Lab-Grown Beef Rice

Lab-Grown Beef Rice

Author: ChemistryViews

Hybrid foods, or foods made from a combination of plant and animal ingredients, have great potential to become the sensible foods of the future. Sangmin Lee, Chung-Ang University, Seoul, Republic of Korea, Jinkee Hong, Seoul, Republic of Korea, and colleagues have developed cultured beef rice, rice grains with animal muscle and fat cells inside.

The researchers used rice grains as a solid scaffold to house the animal-derived cells. After coating the rice grains with fish gelatin and enzymes, bovine muscle and fat stem cells were seeded into the rice and allowed to grow in a petri dish for nine to eleven days. The result was a pink-white grain.

The edible coating of fish gelatin and food enzymes provides a high affinity between the rice grains and the bovine cells and improves the structural stability of the grains for increased cell capacity.
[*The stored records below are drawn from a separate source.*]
//! Infrastructure adapters for application ports.

#![forbid(unsafe_code)]

mod grpc_auth_gateway;
mod in_memory_attempt_ledger;
mod postgres_attempt_ledger;
mod postgres_content_repository;
mod postgres_episode_repository;
mod postgres_personal_list_repository;
mod postgres_user_repository;

#[cfg(test)]
mod test_support;

pub use grpc_auth_gateway::{GrpcAuthGateway, proto as auth_proto};
pub use in_memory_attempt_ledger::InMemoryAttemptLedger;
pub use postgres_attempt_ledger::PostgresAttemptLedger;
pub use postgres_content_repository::PostgresContentRepository;
pub use postgres_episode_repository::PostgresEpisodeRepository;
pub use postgres_personal_list_repository::PostgresPersonalListRepository;
pub use postgres_user_repository::PostgresUserRepository;

use axum::http::header::{AUTHORIZATION, CONTENT_TYPE};
use axum::http::{HeaderValue, Method};
use movify_core::AppError;
use tower_http::cors::CorsLayer;

pub(super) fn build_cors_layer(frontend_url: &str) -> Result<CorsLayer, AppError> {
    Ok(CorsLayer::new()
        .allow_origin(
            HeaderValue::from_str(frontend_url)
                .map_err(|error| AppError::Internal(format!("invalid FRONTEND_URL: {error}")))?,
        )
        .allow_methods([
            Method::GET,
            Method::POST,
            Method::PUT,
            Method::DELETE,
            Method::OPTIONS,
        ])
        .allow_headers([AUTHORIZATION, CONTENT_TYPE]))
}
According to the researchers, the cultured beef rice had 8 % more protein and 7 % more fat than regular rice. Once commercialized, cultured beef rice could reduce the carbon footprint at a lower price, they say.

Beef rice is one of several attempts to modify rice with the goal of adding more nutrients to people’s diets. But, so far, lab-grown meat relies on bovine serum, the blood of a cow, as a growth supplement. This raises environmental and animal cruelty concerns, and it is expensive.